As a big fan of the first two books, I thought this sounded awesome.

http://natfka.blogspot.com/2013/09/forgeworld-seminar-information-horus.html?m=1


----------



## Child-of-the-Emperor (Feb 22, 2009)

I'm looking forward to their take on Alpharius and to see what new info/lore is released on the Last Legion.


----------



## Angel of Blood (Aug 18, 2010)

I'm cautiously apprehensive about it. As I know you agree CotE, the portrayal of the XX Legion has been far too hit and miss(mostly miss) since the excellent _Legion_. The more they seem to reveal, the worse they become, though I blame that mostly on the likes of Thorpe. Hopefully the torrent of info that will come from the FW book won't ruin the further.


----------



## Brother Lucian (Apr 22, 2011)

Did you guys notice this bit?

*There will a model of the Emperor and Horus!*


----------



## Lord of the Night (Nov 18, 2009)

Looking forward to the Prospero book, the Thousand Sons models will no doubt be awesome.


LotN


----------



## Child-of-the-Emperor (Feb 22, 2009)

Angel of Blood said:


> I'm cautiously apprehensive about it. As I know you agree CotE, the portrayal of the XX Legion has been far too hit and miss(mostly miss) since the excellent _Legion_. The more they seem to reveal, the worse they become, though I blame that mostly on the likes of Thorpe. Hopefully the torrent of info that will come from the FW book won't ruin the further.
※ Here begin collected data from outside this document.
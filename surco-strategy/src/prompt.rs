//! Decision prompt assembly.

use crate::policy::DayPolicy;
use std::fmt::Write;
use surco_core::{TopicStrategy, WeekdayTheme};

/// Recent channels listed in the prompt, most recent first.
pub const MAX_RECENT_CHANNELS: usize = 5;

const TASK_AND_FORMAT: &str = r#"TU TAREA:
1. Elige el TIPO DE POST que mejor comunique este tema
2. Selecciona el TONO apropiado para el día y tema
3. Elige un CANAL diferente al usado recientemente
4. Decide si necesitas buscar producto

TIPOS DE POST DISPONIBLES:
- Infografías, Memes/tips rápidos, Kits, Promoción puntual, Tutorial corto,
  Caso de éxito, Antes/Después, FAQ/Mitos, Pro Tip, Checklist operativo, etc.

TONOS DISPONIBLES:
- Motivational, Promotional, Technical, Educational, Problem-Solving,
  Seasonal, Humorous, Informative, Inspirational

CANALES DISPONIBLES:
- fb-post, ig-post, tiktok, wa-status, fb-reel, ig-reel, wa-broadcast

RESPONDE SOLO CON JSON (sin markdown):
{
  "post_type": "nombre exacto del tipo (ej: Infografías, Memes/tips rápidos)",
  "tone": "tono apropiado (ej: Educational, Motivational)",
  "channel": "canal diferente al reciente (ej: fb-post, tiktok)",
  "search_needed": true o false,
  "preferred_category": "categoría de producto si search_needed=true (ej: riego, fertilizantes), vacío si no",
  "search_keywords": "términos de búsqueda si search_needed=true (ej: sistema riego goteo), vacío si no"
}
"#;

/// Build the strategy decision prompt.
///
/// Deterministic: identical inputs always yield identical text. Only the
/// first [`MAX_RECENT_CHANNELS`] entries of `recent_channels` are listed.
pub fn build_prompt(
    topic: &TopicStrategy,
    theme: &WeekdayTheme,
    recent_channels: &[String],
) -> String {
    let mut prompt = String::with_capacity(2_400);

    // Writing to a String cannot fail.
    let _ = write!(
        prompt,
        "Decide la estrategia de contenido para este tema.\n\n\
         TEMA IDENTIFICADO: {}\n\
         PROBLEMA: {}\n\
         ÁNGULO: {}\n\
         AUDIENCIA: {}\n\n\
         PLAN SEMANAL:\n\
         Día: {}\n\
         Tema del día: {}\n\
         Tipos de post recomendados: {}\n\n",
        topic.topic,
        topic.problem_identified,
        topic.angle,
        topic.target_audience,
        theme.day_name,
        theme.theme,
        theme.recommended_post_types.join(", "),
    );

    if recent_channels.is_empty() {
        prompt.push_str("No hay canales recientes.\n\n");
    } else {
        prompt.push_str("CANALES USADOS RECIENTEMENTE:\n");
        for channel in recent_channels.iter().take(MAX_RECENT_CHANNELS) {
            let _ = writeln!(prompt, "- {}", channel);
        }
        prompt.push_str(
            "\n⚠️ Elige un canal DIFERENTE al usado ayer (varía entre fb-post, tiktok, wa-status, ig-reel, etc.)\n\n",
        );
    }

    prompt.push_str("REGLAS PARA ESTE DÍA:\n");
    prompt.push_str(DayPolicy::for_day(&theme.day_name).rules());
    prompt.push_str(TASK_AND_FORMAT);
    prompt
}

#[cfg(test)]
mod tests {
    use super::*;

    fn topic() -> TopicStrategy {
        TopicStrategy {
            topic: "Riego excesivo -> Hongos -> Goteo".to_string(),
            problem_identified: "Encharcamiento en plántulas".to_string(),
            angle: "riego".to_string(),
            urgency_level: "high".to_string(),
            target_audience: "plant".to_string(),
        }
    }

    fn theme(day: &str) -> WeekdayTheme {
        WeekdayTheme::new(
            day,
            "Promociones",
            vec!["Promoción puntual".to_string(), "Kits".to_string()],
        )
    }

    fn channels(n: usize) -> Vec<String> {
        (0..n).map(|i| format!("ch-{}", i)).collect()
    }

    #[test]
    fn test_header_fields_in_order() {
        let prompt = build_prompt(&topic(), &theme("Tuesday"), &[]);
        assert!(prompt.starts_with(
            "Decide la estrategia de contenido para este tema.\n\n\
             TEMA IDENTIFICADO: Riego excesivo -> Hongos -> Goteo\n\
             PROBLEMA: Encharcamiento en plántulas\n\
             ÁNGULO: riego\n\
             AUDIENCIA: plant\n\n\
             PLAN SEMANAL:\n\
             Día: Tuesday\n\
             Tema del día: Promociones\n\
             Tipos de post recomendados: Promoción puntual, Kits\n\n"
        ));
    }

    #[test]
    fn test_urgency_is_not_in_prompt() {
        let prompt = build_prompt(&topic(), &theme("Monday"), &[]);
        assert!(!prompt.contains("high"));
    }

    #[test]
    fn test_no_recent_channels() {
        let prompt = build_prompt(&topic(), &theme("Monday"), &[]);
        assert!(prompt.contains("No hay canales recientes.\n\nREGLAS PARA ESTE DÍA:\n"));
        assert!(!prompt.contains("CANALES USADOS RECIENTEMENTE"));
    }

    #[test]
    fn test_recent_channels_truncated_in_order() {
        let prompt = build_prompt(&topic(), &theme("Monday"), &channels(8));
        assert!(prompt.contains("CANALES USADOS RECIENTEMENTE:\n- ch-0\n- ch-1\n- ch-2\n- ch-3\n- ch-4\n\n⚠️"));
        assert!(!prompt.contains("- ch-5"));
    }

    #[test]
    fn test_rules_block_follows_day() {
        let tuesday = build_prompt(&topic(), &theme("Tuesday"), &[]);
        assert!(tuesday.contains("REGLAS PARA ESTE DÍA:\n💸 MARTES"));

        let saturday = build_prompt(&topic(), &theme("Saturday"), &[]);
        assert!(saturday.contains("REGLAS PARA ESTE DÍA:\n📚"));

        let friday = build_prompt(&topic(), &theme("Friday"), &[]);
        assert!(friday.contains("REGLAS PARA ESTE DÍA:\n🔧"));
    }

    #[test]
    fn test_prompt_ends_with_json_template() {
        let prompt = build_prompt(&topic(), &theme("Thursday"), &channels(1));
        assert!(prompt.contains("\n\nTU TAREA:\n"));
        assert!(prompt.ends_with("vacío si no\"\n}\n"));
    }
}

#[cfg(test)]
mod prop_tests {
    use super::*;
    use proptest::prelude::*;

    proptest! {
        #![proptest_config(ProptestConfig::with_cases(100))]

        /// Prompt construction is a pure function of its inputs.
        #[test]
        fn prop_prompt_is_deterministic(
            day in prop::sample::select(vec!["Monday", "Tuesday", "Wednesday", "Thursday", "Friday", "Saturday", "Sunday"]),
            recent in prop::collection::vec("[a-z]{2,4}-[a-z]{4,6}", 0..10),
            title in "[A-Za-z ]{1,40}",
        ) {
            let topic = TopicStrategy {
                topic: title,
                problem_identified: "p".to_string(),
                angle: "a".to_string(),
                urgency_level: String::new(),
                target_audience: "general".to_string(),
            };
            let theme = WeekdayTheme::new(day, "t", vec!["Infografías".to_string()]);
            prop_assert_eq!(
                build_prompt(&topic, &theme, &recent),
                build_prompt(&topic, &theme, &recent)
            );

            let listed = build_prompt(&topic, &theme, &recent)
                .lines()
                .skip_while(|l| *l != "CANALES USADOS RECIENTEMENTE:")
                .skip(1)
                .take_while(|l| l.starts_with("- "))
                .count();
            prop_assert_eq!(listed, recent.len().min(MAX_RECENT_CHANNELS));
        }
    }
}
Yeah, I couldn't agree more. 

But, to be fair, the Forgeworld books have generally been excellent so I remain optimistic.


----------



## forkmaster (Jan 2, 2010)

Child-of-the-Emperor said:


> Yeah, I couldn't agree more.
> 
> But, to be fair, the Forgeworld books have generally been excellent so I remain optimistic.


I for one agree! There are only minor details which could be discussed about, but they seem to try and get their shit together better than BL has done over the years. They are kinda the clean-up-team.


----------



## Anakwanar (Sep 26, 2011)

are kinda the clean-up-team. 

:good:


----------